I would dare to say there is nothing more rewarding than sincere devotion to the pursuit of excellence in a field that truly interests you.

Shaw said it best, I think:

"This is the true joy in life, the being used for a purpose recognized by yourself as a mighty one; the being thoroughly worn out before you're thrown on the scrap heap; the being a force of Nature instead of a feverish, selfish little clod of ailments and grievances complaining that the world will not devote itself to making you happy."

And he's been roundly condemned in today's quasi-Conservative circles for having been Socialist with a serous interest in Eugenics!

Ah how true it is that "a little knowledge is a dangerous thing!"

That's why I never venture opinions on such things as Mathematics, Nuclear Physics, Industrial Engineering, Organic Chemistry, or Surgical Procedures.

Cheerio!

~ FreeThinke

Finntann said...

Meant no offense, my point was disassociate musical ability and knowledge of music theory from musical success. Perhaps I have done so poorly.

Most popular music is not necessarily good music, from a music theory perspective. Most good music is frankly, not all that popular.
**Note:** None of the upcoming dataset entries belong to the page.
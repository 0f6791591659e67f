//! kgx Extractor
//!
//! Turns text files into triplet records: chunk the document, send each
//! chunk to a completion provider, parse the replies and write artifacts.
//!
//! # Architecture
//!
//! ```text
//! file → read_text → Chunker → CompletionProvider (per chunk) → parse_reply
//!      → records + Provenance → artifacts (txt / jsonl / chunks)
//! ```
//!
//! # Example Usage
//!
//! ```no_run
//! use kgx_extractor::{ExtractorConfig, FilePipeline};
//! use kgx_llm::MockProvider;
//! use std::path::Path;
//!
//! # async fn example() -> Result<(), Box<dyn std::error::Error>> {
//! let provider = MockProvider::new("```json\n[]\n```");
//! let pipeline = FilePipeline::new(provider, &ExtractorConfig::default())?;
//!
//! let outcome = pipeline
//!     .extract_file(Path::new("input/report.txt"), "Extract triples.", Path::new("output/task"))
//!     .await?;
//!
//! println!("{} records from {} chunks", outcome.record_count(), outcome.chunk_count);
//! # Ok(())
//! # }
//! ```

#![warn(missing_docs)]

mod artifacts;
mod chunking;
mod config;
mod error;
mod parser;
mod pipeline;

pub use artifacts::{render_chunk_listing, ArtifactPaths, CHUNKS_KEY, RAW_KEY, RECORDS_KEY};
pub use chunking::{normalize, Chunker};
pub use config::ExtractorConfig;
pub use error::ExtractorError;
pub use parser::parse_reply;
pub use pipeline::{read_text, FileExtraction, FilePipeline};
It has been my experience that most people don't listen to music and most music doesn't stand up to the scrutiny of listening for very long. For most people it comes down to what flavor of musak you prefer. Music has become the audio equivalent of paint.

Anonymous said...

No offense taken, Finntann. What-I-call serious music never has been and never will be "popular." There is a small segment of the human race who are unusually sensitive and receptive to its many charms and virtues, but I doubt if it comprises as much as five-percent.

Something in the neighborhood of 250,000 people support "The Arts" in greater Manhattan which has a population of more than fifteen-million.
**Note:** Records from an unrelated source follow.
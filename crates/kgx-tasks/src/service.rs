//! The orchestration context
//!
//! [`ExtractionService`] ties the registry, worker pool, progress notifier
//! and retention sweeper together. It is constructed explicitly, started
//! once inside a Tokio runtime and shut down explicitly.

use crate::config::ServiceConfig;
use crate::error::TaskError;
use crate::notifier::{ProgressNotifier, Subscription};
use crate::pool::WorkerPool;
use crate::registry::TaskRegistry;
use crate::request::{ResolvedFile, TaskRequest};
use crate::sweeper::RetentionSweeper;
use crate::types::{ServiceStatus, Task, TaskFile, TaskPage, TaskStatus};
use kgx_domain::TaskId;
use kgx_extractor::{ExtractorConfig, FilePipeline};
use kgx_llm::{ModelConfig, ProviderFactory};
use std::any::Any;
use std::sync::atomic::{AtomicBool, Ordering};
use std::sync::{Arc, Mutex};
use std::time::{Duration, Instant};
use tokio::task::JoinHandle;
use tokio_util::sync::CancellationToken;
use tracing::{debug, error, info, warn};

/// Task orchestration service
pub struct ExtractionService<F: ProviderFactory> {
    config: ServiceConfig,
    extractor: ExtractorConfig,
    factory: Arc<F>,
    registry: Arc<TaskRegistry>,
    notifier: Arc<ProgressNotifier>,
    pool: WorkerPool,
    shutdown: CancellationToken,
    background: Mutex<Vec<JoinHandle<()>>>,
    started: AtomicBool,
    stopping: AtomicBool,
}

impl<F: ProviderFactory> ExtractionService<F> {
    /// Build a service; nothing runs until [`start`](Self::start)
    pub fn new(
        config: ServiceConfig,
        extractor: ExtractorConfig,
        factory: F,
    ) -> Result<Self, TaskError> {
        config.validate()?;
        extractor
            .validate()
            .map_err(|e| TaskError::Config(e.to_string()))?;

        let registry = Arc::new(TaskRegistry::new(config.output_dir.clone()));
        let notifier = Arc::new(ProgressNotifier::new(
            Arc::clone(&registry),
            config.subscriber_buffer,
            config.heartbeat_interval(),
        ));

        Ok(Self {
            pool: WorkerPool::new(config.max_workers),
            config,
            extractor,
            factory: Arc::new(factory),
            registry,
            notifier,
            shutdown: CancellationToken::new(),
            background: Mutex::new(Vec::new()),
            started: AtomicBool::new(false),
            stopping: AtomicBool::new(false),
        })
    }

    /// Spawn the progress forwarder and, when enabled, the retention sweeper
    ///
    /// Calling it again has no effect.
    pub fn start(&self) {
        if self.started.swap(true, Ordering::SeqCst) {
            return;
        }

        let mut background = self.lock_background();
        background.push(
            self.notifier
                .spawn_forwarder(self.registry.subscribe_events(), self.shutdown.clone()),
        );

        if let Some(interval) = self.config.cleanup_interval() {
            let sweeper =
                RetentionSweeper::new(Arc::clone(&self.registry), self.config.retention(), interval);
            let shutdown = self.shutdown.clone();
            background.push(tokio::spawn(async move { sweeper.run(shutdown).await }));
        }

        info!(
            "Extraction service started ({} workers, output at {})",
            self.config.max_workers,
            self.config.output_dir.display()
        );
    }

    fn lock_background(&self) -> std::sync::MutexGuard<'_, Vec<JoinHandle<()>>> {
        self.background.lock().unwrap_or_else(|poisoned| {
            error!("Background handle mutex poisoned, recovering");
            poisoned.into_inner()
        })
    }

    /// Service configuration
    pub fn config(&self) -> &ServiceConfig {
        &self.config
    }

    /// Task registry
    pub fn registry(&self) -> &Arc<TaskRegistry> {
        &self.registry
    }

    /// Validate a request, register the task and queue its job
    pub fn create_task(&self, request: TaskRequest) -> Result<TaskId, TaskError> {
        if self.stopping.load(Ordering::SeqCst) {
            return Err(TaskError::ShuttingDown);
        }

        let files = request.validate(&self.config, self.factory.as_ref())?;
        let (task_id, cancel) = self.registry.create(files.len());

        let job = Job {
            task_id,
            files,
            prompt: request.prompt,
            model: request.model,
            cancel: cancel.clone(),
            registry: Arc::clone(&self.registry),
            factory: Arc::clone(&self.factory),
            extractor: self.extractor.clone(),
        };

        self.pool
            .submit(task_id.to_string(), cancel, move || job.run_guarded());
        Ok(task_id)
    }

    /// Current state of a task
    pub fn task(&self, task_id: TaskId) -> Result<Task, TaskError> {
        self.registry
            .get(task_id)
            .ok_or(TaskError::NotFound(task_id))
    }

    /// Page through tasks, newest first
    pub fn list_tasks(&self, status: Option<TaskStatus>, limit: usize, offset: usize) -> TaskPage {
        self.registry.list(status, limit, offset)
    }

    /// Request cancellation; `false` when the task is absent or terminal
    pub fn cancel_task(&self, task_id: TaskId) -> bool {
        self.registry.cancel(task_id)
    }

    /// Remove terminal tasks older than `older_than`, with their artifacts
    pub async fn cleanup(&self, older_than: Duration) -> Result<usize, TaskError> {
        self.registry.cleanup(older_than).await
    }

    /// Follow a task's progress
    pub fn subscribe(&self, task_id: TaskId) -> Subscription {
        self.notifier.subscribe(task_id)
    }

    /// Service-wide counters
    pub fn status(&self) -> ServiceStatus {
        let counts = self.registry.counts();
        let service_status = if self.stopping.load(Ordering::SeqCst) {
            "stopping"
        } else {
            "running"
        };

        ServiceStatus {
            service_status: service_status.to_string(),
            total_tasks: counts.total(),
            pending_tasks: counts.pending,
            processing_tasks: counts.processing,
            completed_tasks: counts.completed,
            failed_tasks: counts.failed,
            cancelled_tasks: counts.cancelled,
            max_workers: self.pool.max_workers(),
            active_workers: self.pool.active_workers(),
        }
    }

    /// Cancel everything, stop background work and wait for running jobs
    ///
    /// Running jobs stop at their next file boundary.
    pub async fn shutdown(&self) {
        if self.stopping.swap(true, Ordering::SeqCst) {
            return;
        }
        info!("Shutting down extraction service");

        let cancelled = self.registry.cancel_all();
        if cancelled > 0 {
            info!("Cancelled {} unfinished tasks", cancelled);
        }
        self.pool.close();
        self.shutdown.cancel();
        self.notifier.close_all();

        self.pool.join_all().await;

        let background: Vec<JoinHandle<()>> = std::mem::take(&mut *self.lock_background());
        for handle in background {
            if let Err(e) = handle.await {
                warn!("Background task join error: {}", e);
            }
        }

        info!("Extraction service stopped");
    }
}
The likes of Madonna, P. Diddy Coombs, Eminem, Ludakris and Lady Gaga thrive, while the Metropolitan Opera and the New York Philharmonic struggle to pay its bills.

Bach's widow died in an almshouse.

Mozart was buried in a pauper's grave.

Aaron Copland was a Communist.

So what?

It has never been about either popularity or money -- and it certainly has nothing whatsoever to do with Social Justice.

As I said, it's a kind of Divine Madness. I wish everyone were equipped to enjoy it to the extent that i have.

Like financial independence, itself, a sincere love of serious music and all the fine arts is something I would wish for everybody.

Cheerio!

~ freeThinke

dmarks said...

"Aaron Copland was a Communist."

Was he a genocidal kook, or did he really have no idea what he was supporting? It has to be either one.

I'd give him the benefit of a doubt and call him a fool, rather than someone who favored a system in which artists had no freedom of expression and a large proportion of the population is typically slaughtered for various reasons of non-comformity.